Disruption of Ferroptosis Inhibition and Immune Evasion with Tumor‐Activatable Prodrug for Boosted Photodynamic/Chemotherapy Eradication of Drug‐Resistant Tumors

Abstract Breast cancer is a malignant tumor that threatens the life and health of women worldwide. As the first‐line chemotherapy drug for breast cancer, doxorubicin (DOX) can inhibit the synthesis of RNA and DNA, and it exhibits strong inhibitory activity against breast cancer. However, drug‐induced systemic toxicity and drug resistance can occur with DOX treatment.

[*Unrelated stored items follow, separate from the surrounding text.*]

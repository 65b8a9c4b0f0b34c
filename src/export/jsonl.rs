use std::fs::File;
use std::io::{BufWriter, Write};
use std::path::Path;
use std::sync::Mutex;

use crate::artefact::Artefact;
use crate::export::{ExportError, ExportSink};

pub struct JsonlSink {
    writer: Mutex<BufWriter<File>>,
}

impl JsonlSink {
    pub fn create(path: &Path) -> Result<Self, ExportError> {
        let file = File::create(path)?;
        Ok(Self {
            writer: Mutex::new(BufWriter::new(file)),
        })
    }
}

impl ExportSink for JsonlSink {
    fn record(&self, record: &Artefact) -> Result<(), ExportError> {
        let mut guard = self.writer.lock().map_err(|_| ExportError::Poisoned)?;
        serde_json::to_writer(&mut *guard, record)?;
        guard.write_all(b"\n")?;
        Ok(())
    }

    fn flush(&self) -> Result<(), ExportError> {
        let mut guard = self.writer.lock().map_err(|_| ExportError::Poisoned)?;
        guard.flush()?;
        Ok(())
    }
}

#[cfg(test)]
mod tests {
    use super::*;
    use crate::artefact::{ArtefactType, TimestampKind};
    use tempfile::tempdir;

    #[test]
    fn writes_one_object_per_line() {
        let dir = tempdir().expect("tempdir");
        let path = dir.path().join("out.jsonl");
        let sink = JsonlSink::create(&path).expect("sink");
        for ts in [1, 2] {
            let mut record = Artefact::new(ArtefactType::Cookie).at(TimestampKind::CreationTime, ts);
            record.cookie = Some("a=b".to_string());
            sink.record(&record).expect("record");
        }
        sink.flush().expect("flush");

        let text = std::fs::read_to_string(&path).expect("read");
        let lines: Vec<_> = text.lines().collect();
        assert_eq!(lines.len(), 2);
        let second: Artefact = serde_json::from_str(lines[1]).expect("parse");
        assert_eq!(second.timestamp, 2);
        assert_eq!(second.cookie.as_deref(), Some("a=b"));
    }
}
mod common;

use std::fs;

use browser_artefacts::config;
use browser_artefacts::export::ExportFormat;
use browser_artefacts::util;

use common::*;

#[test]
fn chrome_history_filtered_to_range_and_exported_as_csv() {
    let root = tempfile::tempdir().expect("tempdir");
    write_chrome_history(
        &chrome_profile_dir(root.path(), "alice"),
        &[
            ("https://old.example/", "Old", FILETIME_2021_01_01),
            ("https://mid.example/", "Mid", FILETIME_2022_06_15),
            ("https://new.example/", "New", FILETIME_2023_12_31),
        ],
    );

    let mut loaded = config::load_config(None).expect("config");
    loaded.config.run_id = "e2e".to_string();
    loaded.config.start_date = "2022-01-01".to_string();
    loaded.config.end_date = "2023-01-01".to_string();
    loaded.config.output_format = ExportFormat::Csv;
    loaded.config.file_base_name = "timeline".to_string();

    let out_dir = root.path().join("out");
    let summary = util::run(&loaded, root.path(), None, &out_dir).expect("run");

    assert_eq!(summary.output_path, out_dir.join("timeline.csv"));
    assert_eq!(summary.stats.profiles, 1);
    assert_eq!(summary.stats.records_collected, 3);
    assert_eq!(summary.stats.records_kept, 1);

    let mut reader = csv::Reader::from_path(&summary.output_path).expect("reader");
    let headers = reader.headers().expect("headers").clone();
    let col = |name: &str| headers.iter().position(|h| h == name).expect("column");
    let rows: Vec<csv::StringRecord> = reader.records().map(|r| r.expect("row")).collect();
    assert_eq!(rows.len(), 1);
    assert_eq!(&rows[0][col("timestamp")], UNIX_US_2022_06_15.to_string());
    assert_eq!(&rows[0][col("timestamp_type")], "visit_date");
    assert_eq!(&rows[0][col("url")], "https://mid.example/");
    assert_eq!(&rows[0][col("user")], "alice");
    assert_eq!(&rows[0][col("artifact_type")], "history");

    let raw = fs::read_to_string(&summary.output_path).expect("read");
    assert_eq!(raw.lines().count(), 2);
}

#[test]
fn output_is_sorted_across_browsers_and_users() {
    let root = tempfile::tempdir().expect("tempdir");
    write_chrome_history(
        &chrome_profile_dir(root.path(), "alice"),
        &[
            ("https://c-late.example/", "late", FILETIME_2023_12_31),
            ("https://c-early.example/", "early", FILETIME_2021_01_01),
        ],
    );
    write_firefox_places(
        &firefox_profile_dir(root.path(), "bob"),
        &[("https://f-mid.example/", "mid", UNIX_US_2022_06_15)],
    );

    let mut loaded = config::load_config(None).expect("config");
    loaded.config.output_format = ExportFormat::JsonLines;
    loaded.config.start_date = "2000-01-01".to_string();
    loaded.config.end_date = "now".to_string();

    let out_dir = root.path().join("out");
    let summary = util::run(&loaded, root.path(), None, &out_dir).expect("run");
    assert_eq!(summary.stats.profiles, 2);

    let text = fs::read_to_string(&summary.output_path).expect("read");
    let urls: Vec<String> = text
        .lines()
        .map(|line| {
            let value: serde_json::Value = serde_json::from_str(line).expect("json");
            value["url"].as_str().expect("url").to_string()
        })
        .collect();
    assert_eq!(
        urls,
        vec![
            "https://c-early.example/",
            "https://f-mid.example/",
            "https://c-late.example/"
        ]
    );
}

#[test]
fn profile_filter_limits_users() {
    let root = tempfile::tempdir().expect("tempdir");
    write_chrome_history(
        &chrome_profile_dir(root.path(), "alice"),
        &[("https://a.example/", "a", FILETIME_2022_06_15)],
    );
    write_chrome_history(
        &chrome_profile_dir(root.path(), "carol"),
        &[("https://c.example/", "c", FILETIME_2022_06_15)],
    );

    let loaded = config::load_config(None).expect("config");
    let out_dir = root.path().join("out");
    let summary = util::run(&loaded, root.path(), Some("carol"), &out_dir).expect("run");
    assert_eq!(summary.stats.profiles, 1);

    let text = fs::read_to_string(&summary.output_path).expect("read");
    let records: Vec<serde_json::Value> = serde_json::from_str(&text).expect("json");
    assert_eq!(records.len(), 1);
    assert_eq!(records[0]["user"], "carol");
}

#[test]
fn empty_root_writes_empty_export() {
    let root = tempfile::tempdir().expect("tempdir");
    let loaded = config::load_config(None).expect("config");
    let out_dir = root.path().join("out");
    let summary = util::run(&loaded, root.path(), None, &out_dir).expect("run");
    assert_eq!(summary.stats.records_kept, 0);
    assert_eq!(fs::read_to_string(&summary.output_path).expect("read"), "[]");
}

In this work, TSPO protein is identified as a promising target for overcoming drug resistance and we designed a novel BT‐DOX/PDP conjugate to solve these problems in drug chemotherapy. It is found that BT‐DOX/PDP can effectively downregulate TSPO1 protein and sensitize MCF‐7/Adr to DOX. Furthermore, due to its positive charge, BT‐DOX/PDP is readily loaded into puerarin (PUE), the resulting BT‐DOX/PDP@PUE exhibited minimal systemic toxicity but enhanced antitumor activity in animal models, as compared with BT‐DOX/PDP. This study demonstrates the advantages of combined chemotherapy and photodynamic therapy in overcoming drug resistance, which may be applied in the design of other photodynamic therapy‐based conjugates to enhance antitumor therapy.